Pijl Marten, Op den Buijs Jorn, Landgraf Andreas
Collaborative Care Solutions Department, Philips Research, Eindhoven, Netherlands.
Philips GmbH, Hamburg, Germany.
JMIR Res Protoc. 2020 Oct 1;9(10):e17584. doi: 10.2196/17584.
With a worldwide increase in the elderly population, and an associated increase in health care utilization and costs, preventing avoidable emergency department visits and hospitalizations is becoming a global priority. A personal emergency response system (PERS), consisting of an alarm button and a means to establish a live connection to a response center, can help the elderly live at home longer independently. Individual risk assessment through predictive modeling can help indicate what PERS subscribers are at elevated risk of hospital transport so that early intervention becomes possible.
The aim is to evaluate whether the combination of risk scores determined through predictive modeling and targeted interventions offered by a case manager can result in a reduction of hospital admissions and health care costs for a population of German PERS subscribers. The primary outcome of the study is the difference between the number of hospitalizations in the intervention and matched control groups.
As part of the Sicher Zuhause program, an intervention group of 500 PERS subscribers will be tracked for 8 months. During this period, risk scores will be determined daily by a predictive model of hospital transport, and at-risk participants may receive phone calls from a case manager who assesses the health status of the participant and recommends interventions. The health care utilization of the intervention group will be compared to a group of matched controls, retrospectively drawn from a population of PERS subscribers who receive no interventions.
Differences in health care utilization and costs between the intervention group and the matched controls will be determined based on reimbursement records. In addition, qualitative data will be collected on the participants' satisfaction with the Sicher Zuhause program and utilization of the interventions offered as part of the program.
The study evaluation will offer insight into whether a combination of predictive analytics and case manager-driven interventions can help in avoiding hospital admissions and health care costs for PERS subscribers in Germany living at home independently. In the future, this may lead to improved quality of life and reduced medical costs for the population of the study.
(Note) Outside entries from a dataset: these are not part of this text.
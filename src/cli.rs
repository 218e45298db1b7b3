// Copyright (c) 2025 Soumyadip Sarkar.
// All rights reserved.
//
// This source code is licensed under the license found in the
// LICENSE file in the root directory of this source tree.

use clap::{Arg, ArgAction, Command, value_parser};

fn json_flags(cmd: Command) -> Command {
    cmd.arg(
        Arg::new("json")
            .long("json")
            .action(ArgAction::SetTrue)
            .help("Print as pretty JSON"),
    )
    .arg(
        Arg::new("jsonl")
            .long("jsonl")
            .action(ArgAction::SetTrue)
            .conflicts_with("json")
            .help("Print as JSON lines"),
    )
}

fn req(name: &'static str, help: &'static str) -> Arg {
    Arg::new(name).long(name).required(true).help(help)
}

fn opt(name: &'static str, help: &'static str) -> Arg {
    Arg::new(name).long(name).help(help)
}

fn period_arg() -> Arg {
    Arg::new("period")
        .long("period")
        .default_value("month")
        .value_parser(["today", "week", "month", "year", "all"])
        .help("Reporting window")
}

fn type_arg(default: Option<&'static str>) -> Arg {
    let a = Arg::new("type")
        .long("type")
        .value_parser(["income", "expense"])
        .help("Transaction type");
    match default {
        Some(d) => a.default_value(d),
        None => a,
    }
}

fn save_args(cmd: Command) -> Command {
    json_flags(cmd)
        .arg(
            Arg::new("save")
                .long("save")
                .action(ArgAction::SetTrue)
                .help("Keep this result in the calculator history"),
        )
        .arg(opt("name", "Label for the saved result"))
}

fn years_arg() -> Arg {
    Arg::new("years")
        .long("years")
        .required(true)
        .value_parser(value_parser!(u32))
        .help("Duration in whole years")
}

pub fn build_cli() -> Command {
    Command::new("finsight")
        .about("Personal finance ledger, calculators and insights")
        .version(clap::crate_version!())
        .arg(
            Arg::new("db")
                .long("db")
                .global(true)
                .help("Path to the SQLite store (defaults to the platform data dir)"),
        )
        .arg(
            Arg::new("verbose")
                .short('v')
                .long("verbose")
                .global(true)
                .action(ArgAction::SetTrue)
                .help("Enable debug logging"),
        )
        .subcommand(Command::new("init").about("Create the data store"))
        .subcommand(Command::new("categories").about("List the category taxonomy"))
        .subcommand(
            Command::new("profile")
                .about("User profile")
                .subcommand(
                    Command::new("set")
                        .arg(opt("name", "Display name"))
                        .arg(opt("email", "Email address"))
                        .arg(opt("currency", "Currency code, e.g. INR or USD")),
                )
                .subcommand(Command::new("show")),
        )
        .subcommand(
            Command::new("tx")
                .about("Transactions")
                .subcommand(
                    Command::new("add")
                        .arg(req("title", "What the money was for"))
                        .arg(req("amount", "Positive amount"))
                        .arg(type_arg(Some("expense")))
                        .arg(opt("category", "Category id; categorized automatically if omitted"))
                        .arg(opt("date", "YYYY-MM-DD or RFC 3339; defaults to now"))
                        .arg(opt("note", "Free-text note")),
                )
                .subcommand(json_flags(
                    Command::new("list")
                        .arg(opt("category", "Only this category id"))
                        .arg(type_arg(None))
                        .arg(opt("from", "Start date, inclusive"))
                        .arg(opt("to", "End date, inclusive"))
                        .arg(
                            Arg::new("limit")
                                .long("limit")
                                .value_parser(value_parser!(usize)),
                        ),
                ))
                .subcommand(
                    Command::new("update")
                        .arg(req("id", "Transaction id"))
                        .arg(opt("title", "New title"))
                        .arg(opt("amount", "New amount"))
                        .arg(type_arg(None))
                        .arg(opt("category", "New category id"))
                        .arg(opt("date", "New date"))
                        .arg(opt("note", "New note")),
                )
                .subcommand(Command::new("rm").arg(req("id", "Transaction id")))
                .subcommand(json_flags(
                    Command::new("categorize")
                        .about("Suggest a category without recording anything")
                        .arg(req("title", "Description to categorize"))
                        .arg(
                            Arg::new("amount")
                                .long("amount")
                                .default_value("0"),
                        )
                        .arg(opt("note", "Free-text note")),
                )),
        )
        .subcommand(
            Command::new("report")
                .about("Aggregates over the ledger")
                .subcommand(json_flags(Command::new("totals").arg(period_arg())))
                .subcommand(json_flags(Command::new("balance")))
                .subcommand(json_flags(
                    Command::new("breakdown")
                        .arg(type_arg(Some("expense")))
                        .arg(period_arg()),
                ))
                .subcommand(json_flags(
                    Command::new("trend").arg(
                        Arg::new("months")
                            .long("months")
                            .default_value("6")
                            .value_parser(value_parser!(u32)),
                    ),
                )),
        )
        .subcommand(
            Command::new("calc")
                .about("Financial calculators")
                .subcommand(save_args(
                    Command::new("sip")
                        .arg(req("monthly", "Monthly investment"))
                        .arg(req("rate", "Expected annual return, percent"))
                        .arg(years_arg()),
                ))
                .subcommand(save_args(
                    Command::new("lumpsum")
                        .arg(req("principal", "One-time investment"))
                        .arg(req("rate", "Expected annual return, percent"))
                        .arg(years_arg()),
                ))
                .subcommand(save_args(
                    Command::new("emi")
                        .arg(req("principal", "Loan amount"))
                        .arg(req("rate", "Annual interest rate, percent"))
                        .arg(years_arg()),
                ))
                .subcommand(save_args(
                    Command::new("credit")
                        .arg(req("balance", "Outstanding balance"))
                        .arg(req("apr", "Annual percentage rate"))
                        .arg(req("payment", "Fixed monthly payment")),
                ))
                .subcommand(save_args(
                    Command::new("inflation")
                        .arg(req("amount", "Amount in today's money"))
                        .arg(req("rate", "Annual inflation, percent"))
                        .arg(years_arg()),
                ))
                .subcommand(save_args(
                    Command::new("fire")
                        .arg(
                            req("current-age", "Age today")
                                .value_parser(value_parser!(u32)),
                        )
                        .arg(
                            req("retirement-age", "Target retirement age")
                                .value_parser(value_parser!(u32)),
                        )
                        .arg(req("monthly-expenses", "Monthly expenses"))
                        .arg(req("current-savings", "Savings today"))
                        .arg(req("monthly-savings", "Monthly contribution"))
                        .arg(req("return", "Expected annual return, percent")),
                ))
                .subcommand(json_flags(Command::new("history")))
                .subcommand(Command::new("rm").arg(req("id", "Saved result id"))),
        )
        .subcommand(
            Command::new("insights")
                .about("Spending insights")
                .subcommand(Command::new("generate"))
                .subcommand(json_flags(
                    Command::new("list").arg(
                        Arg::new("unread")
                            .long("unread")
                            .action(ArgAction::SetTrue),
                    ),
                ))
                .subcommand(Command::new("read").arg(req("id", "Insight id")))
                .subcommand(Command::new("clear"))
                .subcommand(Command::new("summary")),
        )
        .subcommand(
            Command::new("export")
                .about("Export data")
                .subcommand(Command::new("snapshot").arg(req("out", "Output file")))
                .subcommand(
                    Command::new("transactions")
                        .arg(
                            Arg::new("format")
                                .long("format")
                                .default_value("csv")
                                .help("csv|json"),
                        )
                        .arg(req("out", "Output file")),
                ),
        )
        .subcommand(
            Command::new("reset")
                .about("Delete all transactions, insights and saved results")
                .arg(
                    Arg::new("yes")
                        .long("yes")
                        .action(ArgAction::SetTrue)
                        .help("Confirm the reset"),
                ),
        )
}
Deutsches Register Klinischer Studien (DRKS), DRKS00017328; https://www.drks.de/drks_web/navigate.do?navigationId=trial.HTML&TRIAL_ID=DRKS00017328.
INTERNATIONAL REGISTERED REPORT IDENTIFIER (IRRID): DERR1-10.2196/17584.
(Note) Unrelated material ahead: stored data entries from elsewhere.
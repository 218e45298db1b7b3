// Copyright (c) 2025 Soumyadip Sarkar.
// All rights reserved.
//
// This source code is licensed under the license found in the
// LICENSE file in the root directory of this source tree.

use rust_decimal::Decimal;
use serde::Serialize;
use std::collections::HashMap;
use tracing::debug;

use crate::models::CategoryId;

pub const RULE_CONFIDENCE: f64 = 0.75;
pub const DEFAULT_CONFIDENCE: f64 = 0.5;

/// Keyword rules, evaluated top to bottom. The first category with any
/// substring hit wins, so the order here is part of the contract.
pub const RULES: [(CategoryId, &[&str]); 14] = [
    (
        CategoryId::Food,
        &[
            "food", "restaurant", "cafe", "swiggy", "zomato", "lunch", "dinner", "breakfast",
            "pizza", "burger",
        ],
    ),
    (
        CategoryId::Transport,
        &["uber", "ola", "petrol", "fuel", "metro", "bus", "train", "taxi", "parking"],
    ),
    (
        CategoryId::Shopping,
        &["amazon", "flipkart", "shop", "clothes", "clothing", "fashion", "myntra", "ajio"],
    ),
    (
        CategoryId::Entertainment,
        &["movie", "netflix", "prime", "spotify", "youtube", "game", "concert", "theatre"],
    ),
    (
        CategoryId::Bills,
        &[
            "electricity", "water", "gas", "bill", "utility", "recharge", "broadband", "internet",
        ],
    ),
    (
        CategoryId::Healthcare,
        &["hospital", "doctor", "medicine", "pharmacy", "health", "clinic", "medical"],
    ),
    (
        CategoryId::Education,
        &["course", "book", "school", "college", "university", "tuition", "learning"],
    ),
    (
        CategoryId::Travel,
        &["flight", "hotel", "booking", "makemytrip", "goibibo", "vacation", "trip"],
    ),
    (CategoryId::Rent, &["rent", "house rent", "apartment", "lease"]),
    (CategoryId::Insurance, &["insurance", "premium", "policy"]),
    (
        CategoryId::Investment,
        &["mutual fund", "sip", "stock", "investment", "zerodha", "groww"],
    ),
    (CategoryId::Loan, &["emi", "loan", "credit", "debt", "repayment"]),
    (
        CategoryId::Subscription,
        &["subscription", "membership", "plan", "premium"],
    ),
    (
        CategoryId::Salary,
        &["salary", "income", "payment received", "credited"],
    ),
];

#[derive(Debug, Clone, PartialEq, Serialize)]
pub struct Categorization {
    pub category: CategoryId,
    pub category_icon: String,
    pub category_color: String,
    pub confidence: f64,
    pub reasoning: String,
}

impl Categorization {
    fn for_category(category: CategoryId, confidence: f64, reasoning: &str) -> Self {
        let info = category.info();
        Self {
            category,
            category_icon: info.icon.to_string(),
            category_color: info.color.to_string(),
            confidence,
            reasoning: reasoning.to_string(),
        }
    }
}

/// Rule-based categorization of a transaction description. Amount is part of
/// the input contract but does not influence the rules.
pub fn categorize(title: &str, _amount: Decimal, note: Option<&str>) -> Categorization {
    let text = format!("{} {}", title, note.unwrap_or("")).to_lowercase();
    for (category, keywords) in RULES.iter() {
        if keywords.iter().any(|k| text.contains(k)) {
            return Categorization::for_category(
                *category,
                RULE_CONFIDENCE,
                "Rule-based categorization",
            );
        }
    }
    Categorization::for_category(CategoryId::Other, DEFAULT_CONFIDENCE, "Default category")
}

/// `categorize` with a memo of previous answers.
#[derive(Debug, Default)]
pub struct Categorizer {
    cache: HashMap<String, Categorization>,
}

impl Categorizer {
    pub fn new() -> Self {
        Self::default()
    }

    fn cache_key(title: &str, amount: Decimal, note: Option<&str>) -> String {
        format!("{}_{}_{}", title, amount, note.unwrap_or("")).to_lowercase()
    }

    pub fn categorize(&mut self, title: &str, amount: Decimal, note: Option<&str>) -> Categorization {
        let key = Self::cache_key(title, amount, note);
        if let Some(hit) = self.cache.get(&key) {
            debug!(key = %key, "categorization cache hit");
            return hit.clone();
        }
        let result = categorize(title, amount, note);
        debug!(key = %key, category = %result.category, confidence = result.confidence, "categorized");
        self.cache.insert(key, result.clone());
        result
    }

    pub fn cache_len(&self) -> usize {
        self.cache.len()
    }

    pub fn clear_cache(&mut self) {
        self.cache.clear();
    }
}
随着全球老年人口增加,以及随之而来的医疗保健利用率和成本上升,预防可避免的急诊科就诊和住院正成为全球优先事项。个人应急响应系统(PERS)由一个报警按钮和一种与响应中心建立实时连接的方式组成,可帮助老年人更长时间地独立居家生活。通过预测模型进行个体风险评估有助于指出哪些PERS用户有更高的住院转运风险,从而使早期干预成为可能。
目的是评估通过预测模型确定的风险评分与个案管理员提供的针对性干预措施相结合,是否能降低德国PERS用户群体的住院率和医疗保健成本。该研究的主要结局是干预组和匹配对照组的住院次数差异。
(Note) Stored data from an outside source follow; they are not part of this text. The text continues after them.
// Copyright (c) 2025 Soumyadip Sarkar.
// All rights reserved.
//
// This source code is licensed under the license found in the
// LICENSE file in the root directory of this source tree.

use crate::categorizer::Categorizer;
use crate::models::{CategoryId, NewTransaction, TransactionPatch, TransactionType};
use crate::store::Ledger;
use crate::utils::{
    fmt_money, maybe_print_json, parse_datetime, parse_decimal, parse_range_end, pretty_table,
};
use anyhow::{Result, bail};
use serde::Serialize;

pub fn handle(ledger: &mut Ledger, m: &clap::ArgMatches) -> Result<()> {
    match m.subcommand() {
        Some(("add", sub)) => add(ledger, sub)?,
        Some(("list", sub)) => list(ledger, sub)?,
        Some(("update", sub)) => update(ledger, sub)?,
        Some(("rm", sub)) => remove(ledger, sub)?,
        Some(("categorize", sub)) => categorize(sub)?,
        _ => {}
    }
    Ok(())
}

fn trimmed(sub: &clap::ArgMatches, name: &str) -> Option<String> {
    sub.get_one::<String>(name)
        .map(|s| s.trim())
        .filter(|s| !s.is_empty())
        .map(|s| s.to_string())
}

fn add(ledger: &mut Ledger, sub: &clap::ArgMatches) -> Result<()> {
    let title = sub.get_one::<String>("title").map(String::as_str).unwrap_or("");
    let amount = parse_decimal(sub.get_one::<String>("amount").map(String::as_str).unwrap_or(""))?;
    let kind: TransactionType = sub
        .get_one::<String>("type")
        .map(String::as_str)
        .unwrap_or("expense")
        .parse()?;
    let note = trimmed(sub, "note");

    let mut data = match trimmed(sub, "category") {
        Some(cat) => NewTransaction::new(title, amount, kind, cat.parse::<CategoryId>()?),
        None => {
            let guess = Categorizer::new().categorize(title, amount, note.as_deref());
            println!(
                "Categorized as {} ({:.0}% confidence: {})",
                guess.category,
                guess.confidence * 100.0,
                guess.reasoning
            );
            NewTransaction::new(title, amount, kind, guess.category).categorized(guess.confidence)
        }
    };
    if let Some(raw) = sub.get_one::<String>("date") {
        data = data.on(parse_datetime(raw)?);
    }
    if let Some(n) = note {
        data = data.with_note(n);
    }

    let currency = ledger.currency().to_string();
    let tx = ledger.add_transaction(data)?;
    println!(
        "Recorded {} {} '{}' [{}] id {}",
        tx.r#type,
        fmt_money(&tx.amount, &currency),
        tx.title,
        tx.category,
        tx.id
    );
    Ok(())
}

fn list(ledger: &Ledger, sub: &clap::ArgMatches) -> Result<()> {
    let json_flag = sub.get_flag("json");
    let jsonl_flag = sub.get_flag("jsonl");
    let data = query_rows(ledger, sub)?;
    if !maybe_print_json(json_flag, jsonl_flag, &data)? {
        let rows: Vec<Vec<String>> = data
            .iter()
            .map(|r| {
                vec![
                    r.id.clone(),
                    r.date.clone(),
                    r.title.clone(),
                    r.r#type.clone(),
                    r.amount.clone(),
                    r.category.clone(),
                    r.note.clone(),
                ]
            })
            .collect();
        println!(
            "{}",
            pretty_table(
                &["ID", "Date", "Title", "Type", "Amount", "Category", "Note"],
                rows,
            )
        );
    }
    Ok(())
}

#[derive(Serialize)]
pub struct TransactionRow {
    pub id: String,
    pub date: String,
    pub title: String,
    pub r#type: String,
    pub amount: String,
    pub category: String,
    pub note: String,
    pub ai_categorized: bool,
}

/// Rows in ledger order (newest first), after the list filters.
pub fn query_rows(ledger: &Ledger, sub: &clap::ArgMatches) -> Result<Vec<TransactionRow>> {
    let category = match trimmed(sub, "category") {
        Some(c) => Some(c.parse::<CategoryId>()?),
        None => None,
    };
    let kind = match trimmed(sub, "type") {
        Some(t) => Some(t.parse::<TransactionType>()?),
        None => None,
    };
    let from = match sub.get_one::<String>("from") {
        Some(s) => Some(parse_datetime(s)?),
        None => None,
    };
    let to = match sub.get_one::<String>("to") {
        Some(s) => Some(parse_range_end(s)?),
        None => None,
    };
    let limit = sub.get_one::<usize>("limit").copied().unwrap_or(usize::MAX);

    let data = ledger
        .transactions()
        .iter()
        .filter(|t| category.is_none_or(|c| t.category == c))
        .filter(|t| kind.is_none_or(|k| t.r#type == k))
        .filter(|t| from.is_none_or(|f| t.date >= f))
        .filter(|t| to.is_none_or(|e| t.date <= e))
        .take(limit)
        .map(|t| TransactionRow {
            id: t.id.clone(),
            date: t.date.format("%Y-%m-%d").to_string(),
            title: t.title.clone(),
            r#type: t.r#type.to_string(),
            amount: t.amount.to_string(),
            category: t.category.to_string(),
            note: t.note.clone().unwrap_or_default(),
            ai_categorized: t.ai_categorized,
        })
        .collect();
    Ok(data)
}

fn update(ledger: &mut Ledger, sub: &clap::ArgMatches) -> Result<()> {
    let id = sub.get_one::<String>("id").map(|s| s.trim()).unwrap_or("");
    let patch = TransactionPatch {
        title: trimmed(sub, "title"),
        amount: match sub.get_one::<String>("amount") {
            Some(raw) => Some(parse_decimal(raw)?),
            None => None,
        },
        r#type: match trimmed(sub, "type") {
            Some(t) => Some(t.parse()?),
            None => None,
        },
        category: match trimmed(sub, "category") {
            Some(c) => Some(c.parse()?),
            None => None,
        },
        date: match sub.get_one::<String>("date") {
            Some(raw) => Some(parse_datetime(raw)?),
            None => None,
        },
        note: sub.get_one::<String>("note").cloned(),
    };
    if patch.is_empty() {
        bail!("Nothing to update for transaction {}", id);
    }
    if ledger.update_transaction(id, patch)? {
        println!("Updated transaction {}", id);
    } else {
        println!("No transaction with id {}", id);
    }
    Ok(())
}

fn remove(ledger: &mut Ledger, sub: &clap::ArgMatches) -> Result<()> {
    let id = sub.get_one::<String>("id").map(|s| s.trim()).unwrap_or("");
    if ledger.delete_transaction(id) {
        println!("Removed transaction {}", id);
    } else {
        println!("No transaction with id {}", id);
    }
    Ok(())
}

fn categorize(sub: &clap::ArgMatches) -> Result<()> {
    let title = sub.get_one::<String>("title").map(String::as_str).unwrap_or("");
    let amount = parse_decimal(sub.get_one::<String>("amount").map(String::as_str).unwrap_or("0"))?;
    let note = trimmed(sub, "note");
    let result = Categorizer::new().categorize(title, amount, note.as_deref());
    if !maybe_print_json(sub.get_flag("json"), sub.get_flag("jsonl"), &result)? {
        let info = result.category.info();
        println!(
            "{}",
            pretty_table(
                &["Category", "Name", "Confidence", "Reasoning"],
                vec![vec![
                    format!("{} {}", result.category_icon, result.category),
                    info.name.to_string(),
                    format!("{:.2}", result.confidence),
                    result.reasoning.clone(),
                ]],
            )
        );
    }
    Ok(())
}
作为Sicher Zuhause项目的一部分,500名PERS用户的干预组将被跟踪8个月。在此期间,医院转运预测模型将每天确定风险评分,高危参与者可能会接到个案管理员的电话,个案管理员会评估参与者的健康状况并推荐干预措施。干预组的医疗保健利用率将与一组匹配对照组进行比较,该对照组是从未接受干预的PERS用户群体中回顾性抽取的。
干预组和匹配对照组之间的医疗保健利用率和成本差异将根据报销记录确定。此外,将收集关于参与者对Sicher Zuhause项目的满意度以及作为该项目一部分提供的干预措施使用情况的定性数据。
该研究评估将深入了解预测分析和个案管理员驱动的干预措施相结合是否有助于避免德国独立居家生活的PERS用户住院和产生医疗保健成本。未来,这可能会改善研究人群的生活质量并降低医疗成本。
德国临床研究注册中心(DRKS),DRKS00017328;https://www.drks.de/drks_web/navigate.do?navigationId=trial.HTML&TRIAL_ID=DRKS00017328。
国际注册报告标识符(IRRID):DERR-10.2196/17584。